Map4k4 is up-regulated and modulates granulosa cell injury and oxidative stress in polycystic ovary syndrome via activating JNK/c-JUN pathway: An experimental study

Abstract

The regulatory mechanism on granulosa cells (GCs) oxidative injury is becoming increasingly important in polycystic ovary syndrome (PCOS) studies. Serine/threonine kinase mitogen-activated protein 4 kinase 4 (Map4k4) is linked with oxidative injury and possibly associated with premature ovarian failure and ovarian dysgenesis. Herein, we investigated the function and mechanism of Map4k4 in a PCOS rat model. A microarray from GEO database identified Map4k4 was up-regulated in the ovarian of PCOS rats, and functional enrichments suggested that oxidative stress-associated changes are involved. We verified the raised Map4k4 expression in an established PCOS rat model and also in the isolated PCOS-GCs, which were consistent with the microarray data. Map4k4 knockdown in vivo contributed to regular estrous cycle, restrained steroid concentrations and ovarian injury in PCOS rats.

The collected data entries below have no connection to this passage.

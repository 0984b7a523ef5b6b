use sighub_core::{FxFeed, LevelsProvider, LogSink, PositionTracker, Store};
use sighub_engine::{AccountLedger, DealIngestor, PerformanceAggregator, RateCache};
use sighub_metatrader::{
    Collaborators, LevelsBook, MemoryLog, SignalDispatcher, SignalQueue, TerminalRegistry,
    DEFAULT_QUEUE_LIMIT,
};
use std::sync::Arc;

use crate::hub::BroadcastHub;

/// Knobs for [`AppState::new`].
#[derive(Clone)]
pub struct HubOptions {
    pub channel_capacity: usize,
    pub log_max_lines: usize,
    /// Cluster signals kept per target object.
    pub queue_limit: usize,
    pub fx: Option<Arc<dyn FxFeed>>,
}

impl Default for HubOptions {
    fn default() -> Self {
        Self {
            channel_capacity: 256,
            log_max_lines: 1000,
            queue_limit: DEFAULT_QUEUE_LIMIT,
            fx: None,
        }
    }
}

/// Shared application state accessible by every session and route handler.
pub struct AppState {
    pub hub: BroadcastHub,
    pub rates: Arc<RateCache>,
    pub deals: Arc<DealIngestor>,
    pub aggregator: Arc<PerformanceAggregator>,
    pub dispatcher: Arc<SignalDispatcher>,
    pub log: Arc<dyn LogSink>,
    pub positions: Arc<dyn PositionTracker>,
    pub levels: Arc<LevelsBook>,
    pub queue: Arc<SignalQueue>,
}

impl AppState {
    /// Wire every service around one store.
    pub fn new(store: Arc<dyn Store>, options: HubOptions) -> Self {
        let rates = Arc::new(RateCache::new(store.clone()));
        let deals = Arc::new(DealIngestor::new(store.clone()));
        let ledger = Arc::new(AccountLedger::new(store.clone()));
        let aggregator = Arc::new(PerformanceAggregator::new(store, rates.clone()));

        let log = Arc::new(MemoryLog::new(options.log_max_lines));
        let registry = Arc::new(TerminalRegistry::new());
        let levels = Arc::new(LevelsBook::new());
        let queue = Arc::new(SignalQueue::with_limit(options.queue_limit));

        let collaborators = Collaborators {
            relay: queue.clone(),
            responder: queue.clone(),
            log: log.clone(),
            positions: registry.clone(),
            experts: registry.clone(),
            levels: levels.clone(),
        };
        let mut dispatcher =
            SignalDispatcher::new(deals.clone(), ledger, rates.clone(), collaborators);
        if let Some(fx) = options.fx {
            dispatcher = dispatcher.with_fx_feed(fx);
        }

        Self {
            hub: BroadcastHub::new(options.channel_capacity),
            rates,
            deals,
            aggregator,
            dispatcher: Arc::new(dispatcher),
            log,
            positions: registry,
            levels,
            queue,
        }
    }

    pub fn levels_for(&self, symbol: &str) -> String {
        self.levels.levels_for_symbol(symbol)
    }
}
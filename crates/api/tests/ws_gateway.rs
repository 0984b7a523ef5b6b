//! WebSocket gateway integration tests
//!
//! Start a real server on an ephemeral port and talk to it the way
//! terminals and UI clients do.

use futures_util::{SinkExt, StreamExt};
use rust_decimal_macros::dec;
use serde_json::{json, Value};
use sighub_api::{build_router, AppState, HubOptions};
use sighub_core::*;
use sighub_data::MemoryStore;
use std::net::SocketAddr;
use std::sync::Arc;
use std::time::Duration;
use tokio::net::TcpListener;
use tokio_tungstenite::{connect_async, tungstenite::Message as WsMessage};

type Client = tokio_tungstenite::WebSocketStream<
    tokio_tungstenite::MaybeTlsStream<tokio::net::TcpStream>,
>;

// ============================================================================
// Test Fixtures
// ============================================================================

async fn seeded_store() -> Arc<MemoryStore> {
    let store = Arc::new(MemoryStore::new());
    store
        .insert_record(Account {
            id: 9,
            number: 1001,
            currency: "USD".to_string(),
            kind: 0,
            wallet_id: None,
            balance: dec!(0),
            equity: dec!(0),
            last_update: None,
            retired: false,
        })
        .await
        .unwrap();
    store
        .insert_record(Terminal {
            id: 1,
            account_number: 1001,
            account_id: Some(9),
            broker: "Broker".to_string(),
            demo: false,
            retired: false,
        })
        .await
        .unwrap();
    store
}

async fn start_test_server(store: Arc<MemoryStore>) -> (SocketAddr, Arc<AppState>) {
    let state = Arc::new(AppState::new(store, HubOptions::default()));
    let app = build_router(state.clone(), "/ws");

    let listener = TcpListener::bind("127.0.0.1:0").await.unwrap();
    let addr = listener.local_addr().unwrap();

    tokio::spawn(async move {
        axum::serve(listener, app).await.unwrap();
    });

    tokio::time::sleep(Duration::from_millis(50)).await;
    (addr, state)
}

async fn connect(addr: SocketAddr) -> Client {
    let (ws, _) = connect_async(format!("ws://{}/ws", addr))
        .await
        .expect("Failed to connect");
    ws
}

async fn send(ws: &mut Client, value: Value) {
    ws.send(WsMessage::Text(value.to_string().into())).await.unwrap();
}

async fn recv_json(ws: &mut Client) -> Value {
    loop {
        let frame = tokio::time::timeout(Duration::from_secs(2), ws.next())
            .await
            .expect("Timeout waiting for frame")
            .expect("Stream closed")
            .expect("Frame error");
        if let WsMessage::Text(text) = frame {
            return serde_json::from_str(&text).unwrap();
        }
    }
}

async fn wait_for_sessions(state: &AppState, expected: usize) {
    for _ in 0..50 {
        if state.hub.session_count() == expected {
            return;
        }
        tokio::time::sleep(Duration::from_millis(10)).await;
    }
    panic!("expected {} sessions, have {}", expected, state.hub.session_count());
}

// ============================================================================
// Tests
// ============================================================================

#[tokio::test]
async fn test_sessions_are_counted() {
    let (addr, state) = start_test_server(seeded_store().await).await;
    let a = connect(addr).await;
    let b = connect(addr).await;
    wait_for_sessions(&state, 2).await;

    drop(a);
    drop(b);
    wait_for_sessions(&state, 0).await;
}

#[tokio::test]
async fn test_levels_reply_reaches_every_session() {
    let (addr, state) = start_test_server(seeded_store().await).await;
    state.levels.set_levels("EURUSD", "[1.1,1.2]");
    let mut terminal = connect(addr).await;
    let mut viewer = connect(addr).await;
    wait_for_sessions(&state, 2).await;

    send(
        &mut terminal,
        json!({"Id": 9, "Flags": 2, "ObjectId": 5, "ChartId": 6, "Sym": "EURUSD"}),
    )
    .await;

    for ws in [&mut terminal, &mut viewer] {
        let reply = recv_json(ws).await;
        assert_eq!(reply["Id"], 9);
        assert_eq!(reply["ObjectId"], 5);
        assert_eq!(reply["ChartId"], 6);
        assert_eq!(reply["Data"], "[1.1,1.2]");
    }
}

#[tokio::test]
async fn test_bad_frame_keeps_session_open() {
    let (addr, state) = start_test_server(seeded_store().await).await;
    let mut ws = connect(addr).await;
    wait_for_sessions(&state, 1).await;

    ws.send(WsMessage::Text("{not json".to_string().into()))
        .await
        .unwrap();
    send(&mut ws, json!({"Something": "else"})).await;
    send(&mut ws, json!({"Type": 8, "From": "ui", "Message": "GBPUSD"})).await;

    let reply = recv_json(&mut ws).await;
    assert_eq!(reply["Type"], 8);
    assert_eq!(reply["From"], "Server");
    assert_eq!(reply["Message"], "[]");
}

#[tokio::test]
async fn test_balance_signal_updates_store() {
    let store = seeded_store().await;
    let (addr, state) = start_test_server(store.clone()).await;
    let mut ws = connect(addr).await;
    wait_for_sessions(&state, 1).await;

    send(
        &mut ws,
        json!({
            "Id": 4,
            "Flags": 2,
            "ObjectId": 1,
            "Data": [{"Account": 1001, "Balance": 5000.0, "Equity": 5010.0}]
        }),
    )
    .await;
    // Follow with a message so the signal has been handled once it answers.
    send(&mut ws, json!({"Type": 1, "From": "ui", "Message": ""})).await;
    recv_json(&mut ws).await;

    let account = store.get_record::<Account>(9).await.unwrap().unwrap();
    assert_eq!(account.balance, dec!(5000));
    assert_eq!(account.equity, dec!(5010));
    assert_eq!(store.list_records::<AccountState>().await.unwrap().len(), 1);
}

#[tokio::test]
async fn test_performance_stream_ends_with_done() {
    let (addr, state) = start_test_server(seeded_store().await).await;
    let mut ws = connect(addr).await;
    wait_for_sessions(&state, 1).await;

    send(&mut ws, json!({"Type": 5, "From": "ui", "Message": "0"})).await;

    let first = recv_json(&mut ws).await;
    assert_eq!(first["Type"], 5);
    assert_eq!(first["Message"], "[]");

    let mut points = 0;
    loop {
        let next = recv_json(&mut ws).await;
        match next["Type"].as_i64() {
            Some(9) => points += 1,
            Some(10) => break,
            other => panic!("unexpected message type {:?}", other),
        }
    }
    assert!(points >= 1);
}

#[tokio::test]
async fn test_cluster_signal_is_queued_not_echoed() {
    let (addr, state) = start_test_server(seeded_store().await).await;
    let mut ws = connect(addr).await;
    wait_for_sessions(&state, 1).await;

    send(&mut ws, json!({"Id": 500, "Flags": 1, "ObjectId": 42})).await;
    send(&mut ws, json!({"Type": 8, "From": "ui", "Message": "EURUSD"})).await;

    // The first thing back is the levels reply, not an echo of the cluster signal.
    let reply = recv_json(&mut ws).await;
    assert_eq!(reply["Type"], 8);
    let queued = state.queue.listen(SignalFlags::Cluster, 42).unwrap();
    assert_eq!(queued.id, SignalKind::Unclassified(500));
}

#[tokio::test]
async fn test_health_route() {
    let (addr, state) = start_test_server(seeded_store().await).await;
    let _ws = connect(addr).await;
    wait_for_sessions(&state, 1).await;

    let body: Value = reqwest::get(format!("http://{}/api/health", addr))
        .await
        .unwrap()
        .json()
        .await
        .unwrap();
    assert_eq!(body["status"], "ok");
    assert_eq!(body["sessions"], 1);
}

Both Map4k4 silencing in vivo and in vitro attenuated the PCOS-related GC oxidative stress and apoptosis. Mechanically, Map4k4 activated the JNK/c-JUN signaling pathway. Importantly, a JNK agonist restored the suppressive effects of Map4k4 silencing on PCOS-induced granulosa cell injury and oxidative stress. Besides, Map4k4 may be a target gene of miR-185-5p. In conclusion, Map4k4, a potential target of miR-185-5p, is up-regulated and induces ovarian GC oxidative injury by activating JNK/c-JUN pathway in PCOS. The Map4k4/JNK/c-JUN mechanism may provide a new idea on the treatment of PCOS.